Camp David Sözleşmesi, Mısır devlet başkanı Enver Sedat ile, İsrail başbakanı Menahem Begin arasında, 12 gün süren gizli pazarlıkların ardından Camp David'de 17 Eylül 1978'de imzalanan ve ABD başkanı Jimmy Carter'ın gözetiminde gerçekleşen bir sözleşmedir. Bu sözleşme ile ilk kez bir Arap ülkesi İsrail'i resmen tanımış ve ele geçirdiği topraklar üzerindeki varlığını meşru olarak kabul etmiştir.[1]
Sözleşme, altı ay sonra (26 Mart 1979) imzalanacak olan barış antlaşmasının temelini oluşturuyordu. Buna göre İsrail, askerî birliklerini Sina Yarımadasından çekecek ve Mısır ile diplomatik ilişkilerini normalleştirecekti. Diplomatik ilişkiler 1980'de normale döndü. İsrail'in umduğundan daha az olmakla birlikte ticari ilişkiler canlandı. Mart 1980'de havayolu taşımacılığı başladı. Mısır İsrail'e petrol satışına başladı. Bu sözleşme ile, İsrail tarafından Altı Gün Savaşı'nda ele geçirilen Sina Yarımadası, Mısır'a geri verildi.
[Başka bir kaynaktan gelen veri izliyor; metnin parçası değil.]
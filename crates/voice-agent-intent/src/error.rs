use thiserror::Error;

#[derive(Debug, Error)]
pub enum NluError {
    #[error("IO error: {0}")]
    Io(#[from] std::io::Error),

    #[error("invalid rule file: {0}")]
    Rules(String),

    #[error("intent service error: {0}")]
    Service(String),
}

/// Why an intent could not be turned into signal actions.
#[derive(Debug, Clone, PartialEq, Eq, Error)]
pub enum PlanError {
    #[error("intent '{0}' is not supported")]
    IntentNotSupported(String),

    #[error("intent '{intent}' is missing slot '{slot}'")]
    SlotsIncomplete { intent: String, slot: String },
}
//! Axum-based WebSocket server.

use std::sync::Arc;
use std::time::Duration;

use axum::{
    Router,
    extract::{State, WebSocketUpgrade},
    response::IntoResponse,
    routing::get,
};
use serde_json::json;
use tower_http::trace::TraceLayer;
use tracing::{error, info, warn};

use voice_agent_core::protocol::SERVICE_VERSION;

use crate::connection::handle_ws_connection;
use crate::state::GatewayState;

/// Start the gateway server on `port`, with the background session reaper
/// and an initial signal bus connection attempt.
pub async fn start_gateway(state: Arc<GatewayState>, port: u16) -> anyhow::Result<()> {
    let bind_addr = state.config.bind();

    let bus_state = state.clone();
    tokio::task::spawn_blocking(move || {
        if bus_state.executor.bridge().connect() {
            info!("Connected to signal bus");
        } else {
            warn!("Signal bus unavailable; will retry on the next command");
        }
    });

    let reaper = tokio::spawn(reap_sessions(
        state.clone(),
        Duration::from_secs(state.config.session_ttl_secs()),
    ));

    let app = Router::new()
        .route("/ws", get(ws_handler))
        .route("/health", get(health_handler))
        .layer(TraceLayer::new_for_http())
        .with_state(state);

    let addr = format!("{bind_addr}:{port}");
    let listener = tokio::net::TcpListener::bind(&addr).await?;
    info!("Gateway listening on {addr}");

    let served = axum::serve(listener, app)
        .with_graceful_shutdown(shutdown_signal())
        .await;
    reaper.abort();
    served?;

    Ok(())
}

/// Sweep at most every 30s, never faster than once a second.
fn reap_period(ttl: Duration) -> Duration {
    ttl.min(Duration::from_secs(30)).max(Duration::from_secs(1))
}

async fn reap_sessions(state: Arc<GatewayState>, ttl: Duration) {
    let mut interval = tokio::time::interval(reap_period(ttl));
    loop {
        interval.tick().await;
        let sessions = state.sessions.clone();
        match tokio::task::spawn_blocking(move || sessions.reap_expired(ttl)).await {
            Ok(0) => {}
            Ok(n) => info!(reaped = n, "Expired sessions removed"),
            Err(e) => error!(%e, "Session reaper failed"),
        }
    }
}

async fn ws_handler(
    ws: WebSocketUpgrade,
    State(state): State<Arc<GatewayState>>,
) -> impl IntoResponse {
    ws.on_upgrade(move |socket| handle_ws_connection(state, socket))
}

async fn health_handler(State(state): State<Arc<GatewayState>>) -> impl IntoResponse {
    let connections = state.connections.read().await.len();

    axum::Json(json!({
        "status": "ok",
        "version": SERVICE_VERSION,
        "connections": connections,
        "sessions": state.sessions.len(),
        "bus": state.executor.bridge().state(),
    }))
}

async fn shutdown_signal() {
    if let Err(e) = tokio::signal::ctrl_c().await {
        error!(%e, "Failed to install CTRL+C handler");
        std::future::pending::<()>().await;
    }
    info!("Shutdown signal received");
}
Barış çabalarının sonucu olarak, Menahem Begin ve Enver Sedat, 1978 yılı Nobel Barış Ödülünü birlikte aldılar.
Sözleşmeye, Mısır ve ABD ile İsrail ve ABD arasında karşılıklı mektuplaşmalar da eşlik etmiştir.[2]
Anlaşmaya Göre:
İsrail, Sina Yarımadası'ndan çıkacak, buna karşılık Mısır İsrail'i resmen tanıyacak ve diplomasiye başlayacak.
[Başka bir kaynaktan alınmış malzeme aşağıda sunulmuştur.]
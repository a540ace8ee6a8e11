//! Gateway method handlers.

use std::sync::Arc;
use std::time::Duration;

use serde::de::DeserializeOwned;
use serde_json::json;
use tracing::{debug, info, warn};

use voice_agent_core::protocol::{
    CancelParams, EVENT_WAKE_WORD, ErrorShape, ExecuteParams, GatewayFrame, RecognizeTextParams,
    RecognizeVoiceParams, SERVICE_VERSION, StatusResult, WakeWordStatus,
};
use voice_agent_core::short_id;
use voice_agent_media::wake_word::{WakeWordDetector, WakeWordEnd};

use crate::state::GatewayState;
use crate::voice;

/// Poll interval of the wake word stream.
const WAKE_WORD_POLL: Duration = Duration::from_millis(500);

/// Dispatch a method request and return the response frame.
pub async fn dispatch_method(
    state: &Arc<GatewayState>,
    conn_id: &str,
    request_id: &str,
    method: &str,
    params: Option<serde_json::Value>,
) -> GatewayFrame {
    let req_id = short_id(8);
    debug!(req_id = %req_id, method, request_id, "Dispatching method");

    match method {
        "check_status" => handle_check_status(state, request_id),
        "detect_wake_word" => handle_detect_wake_word(state, conn_id, request_id, &req_id).await,
        "detect_wake_word.cancel" => handle_cancel_wake_word(state, conn_id, request_id, params),
        "recognize_voice" => handle_recognize_voice(state, request_id, &req_id, params).await,
        "recognize_text" => handle_recognize_text(state, request_id, &req_id, params).await,
        "execute_command" => handle_execute_command(state, request_id, &req_id, params).await,
        _ => error_response(
            request_id,
            "method_not_found",
            &format!("Unknown method: {method}"),
        ),
    }
}

fn parse_params<T: DeserializeOwned>(
    request_id: &str,
    params: Option<serde_json::Value>,
) -> Result<T, GatewayFrame> {
    serde_json::from_value(params.unwrap_or_default())
        .map_err(|e| error_response(request_id, "invalid_params", &e.to_string()))
}

fn handle_check_status(state: &Arc<GatewayState>, request_id: &str) -> GatewayFrame {
    let status = StatusResult {
        version: SERVICE_VERSION.to_string(),
        up: true,
        wake_word: state.config.wake_word(),
    };
    to_response(request_id, &status)
}

/// Stream `wake_word.status` events until detection, cancellation or
/// disconnect; the response closes the stream.
async fn handle_detect_wake_word(
    state: &Arc<GatewayState>,
    conn_id: &str,
    request_id: &str,
    req_id: &str,
) -> GatewayFrame {
    let Some(event_tx) = state.event_sender(conn_id).await else {
        return error_response(request_id, "not_found", "Connection not found");
    };
    let cancel = state.register_wake_stream(conn_id, request_id);
    info!(req_id, request_id, "wake word stream opened");

    let worker_state = state.clone();
    let stream_id = request_id.to_string();
    let outcome = tokio::task::spawn_blocking(move || {
        let wake_word = worker_state.config.wake_word();
        let detector = WakeWordDetector {
            pipeline: worker_state.pipeline.as_ref(),
            registry: worker_state.transcriber.registry(),
            engine: worker_state.config.default_stt_engine(),
            wake_word: &wake_word,
            poll: WAKE_WORD_POLL,
        };
        let mut seq = 0u64;
        detector.run(&cancel, |detected| {
            seq += 1;
            let frame = GatewayFrame::Event {
                event: EVENT_WAKE_WORD.into(),
                id: Some(stream_id.clone()),
                payload: serde_json::to_value(WakeWordStatus { detected }).ok(),
                seq: Some(seq),
            };
            serde_json::to_string(&frame)
                .map(|msg| event_tx.send(msg).is_ok())
                .unwrap_or(false)
        })
    })
    .await;
    state.finish_wake_stream(conn_id, request_id);

    match outcome {
        Ok(Ok(end)) => {
            let ended = match end {
                WakeWordEnd::Detected => "detected",
                WakeWordEnd::Cancelled => "cancelled",
                WakeWordEnd::Abandoned => "abandoned",
            };
            info!(req_id, request_id, ended, "wake word stream closed");
            ok_response(request_id, json!({ "ended": ended }))
        }
        Ok(Err(e)) => {
            warn!(req_id, error = %e, "wake word detection failed");
            error_response(request_id, "recording_error", &e.to_string())
        }
        Err(e) => error_response(request_id, "internal_error", &e.to_string()),
    }
}

fn handle_cancel_wake_word(
    state: &Arc<GatewayState>,
    conn_id: &str,
    request_id: &str,
    params: Option<serde_json::Value>,
) -> GatewayFrame {
    let params: CancelParams = match parse_params(request_id, params) {
        Ok(p) => p,
        Err(frame) => return frame,
    };
    let cancelled = state.cancel_wake_stream(conn_id, &params.id);
    ok_response(request_id, json!({ "cancelled": cancelled }))
}

async fn handle_recognize_voice(
    state: &Arc<GatewayState>,
    request_id: &str,
    req_id: &str,
    params: Option<serde_json::Value>,
) -> GatewayFrame {
    let params: RecognizeVoiceParams = match parse_params(request_id, params) {
        Ok(p) => p,
        Err(frame) => return frame,
    };
    let state = state.clone();
    let req_id = req_id.to_string();
    let task = move || voice::recognize_voice(&state, &req_id, &params);
    match tokio::task::spawn_blocking(task).await {
        Ok(result) => to_response(request_id, &result),
        Err(e) => error_response(request_id, "internal_error", &e.to_string()),
    }
}

async fn handle_recognize_text(
    state: &Arc<GatewayState>,
    request_id: &str,
    req_id: &str,
    params: Option<serde_json::Value>,
) -> GatewayFrame {
    let params: RecognizeTextParams = match parse_params(request_id, params) {
        Ok(p) => p,
        Err(frame) => return frame,
    };
    let state = state.clone();
    let req_id = req_id.to_string();
    match tokio::task::spawn_blocking(move || {
        voice::interpret(&state, &req_id, &params.text, params.nlu_engine)
    })
    .await
    {
        Ok(result) => to_response(request_id, &result),
        Err(e) => error_response(request_id, "internal_error", &e.to_string()),
    }
}

async fn handle_execute_command(
    state: &Arc<GatewayState>,
    request_id: &str,
    req_id: &str,
    params: Option<serde_json::Value>,
) -> GatewayFrame {
    let params: ExecuteParams = match parse_params(request_id, params) {
        Ok(p) => p,
        Err(frame) => return frame,
    };
    let executor = state.executor.clone();
    let req_id = req_id.to_string();
    match tokio::task::spawn_blocking(move || {
        executor.execute(&req_id, &params.intent, &params.slots)
    })
    .await
    {
        Ok(result) => to_response(request_id, &result),
        Err(e) => error_response(request_id, "internal_error", &e.to_string()),
    }
}

fn to_response<T: serde::Serialize>(id: &str, payload: &T) -> GatewayFrame {
    match serde_json::to_value(payload) {
        Ok(value) => ok_response(id, value),
        Err(e) => error_response(id, "internal_error", &e.to_string()),
    }
}

fn ok_response(id: &str, payload: serde_json::Value) -> GatewayFrame {
    GatewayFrame::Response {
        id: id.to_string(),
        ok: true,
        payload: Some(payload),
        error: None,
    }
}

pub(crate) fn error_response(id: &str, code: &str, message: &str) -> GatewayFrame {
    GatewayFrame::Response {
        id: id.to_string(),
        ok: false,
        payload: None,
        error: Some(ErrorShape {
            code: code.to_string(),
            message: message.to_string(),
            details: None,
        }),
    }
}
Gazze ve Batı Şeria'da yaşayan Filistinlilere Mısır ve Ürdün'ün belirleyeceği şekilde özerklik verilecek.
Özerklik statüsü üç yıl sonra Mısır - Ürdün - İsrail - Filistin arasında Batı Şeria ve Gazze statüsünü belirlemek için tekrar görüşme yapılacak.
İsrail - Ürdün arasında barış görüşmeleri başlayacak.
İsrail Filistin'de asker sayısını azaltacak.
1) Amerika, F-16 uçakları da dahil olmak üzere, İsrail'in bütün askeri ihtiyaçlarını karşılayacaktı.
2) 1975 Anlaşması ile İsrail, Mısır'a bırakılan Abu Rudeis ve Ras Sudar petrollerinden her yıl 4.5 milyon ton petrol satın alacaktı. Bu konuda bir aksama olursa, yani Mısır petrolü satma meselesinde bir anlaşmazlık çıkarırsa, Amerika İsrail'in petrolünü karşılamayı garanti ediyordu.
3) Mısır bu anlaşmalara uymayacak olur veya bu anlaşmaları herhangi bir şekilde ihlal ederse, Amerika, alınacak tedbirler konusunda İsrail'e danışacaktı.
4) Amerika, bundan sonra Mısır ile İsrail arasında yapılacak anlaşmanın 'Nihai Barış Anlaşması' olması hususunda mutabıktı.
5) Amerika Güvenlik Konseyi, bu anlaşmaya aykırı olarak sunulan her karar tasarısına aleyhte oy verecekti." (Bu madde sayesinde İsrail'e ters düşecek en ufak bir hareket bile önceden engellenmiş oluyordu.)
6) Amerika, İsrail'in aleyhine olan hiçbir teklife katılmayacaktı.
7) Amerika, İsrail'in varlığına, güvenlik ve egemenliğine yönelen her türlü tehdit halinde, İsrail hükümeti ile istişare halinde olacak ve İsrail'i her şekilde destekleyecekti."
(Kuruluşundan beri İsrail'i destekleyen Amerika, bu tavrını ilk kez resmi bir platformda açıkça ortaya koyuyordu.)
8) Amerika ve İsrail, bir kriz anında Amerika'nın yapacağı yardımları tespit etmek üzere, bu anlaşmanın imzasından itibaren iki ay içinde, bir anlaşma yapacaklardı.
9) Amerika'nın bu taahhütleri yerine getirmesi, ne Mısır'ın tutumuna ve ne de Araplarla İsrail arasındaki ilişkilerin şekline bağlı olmayacaktı.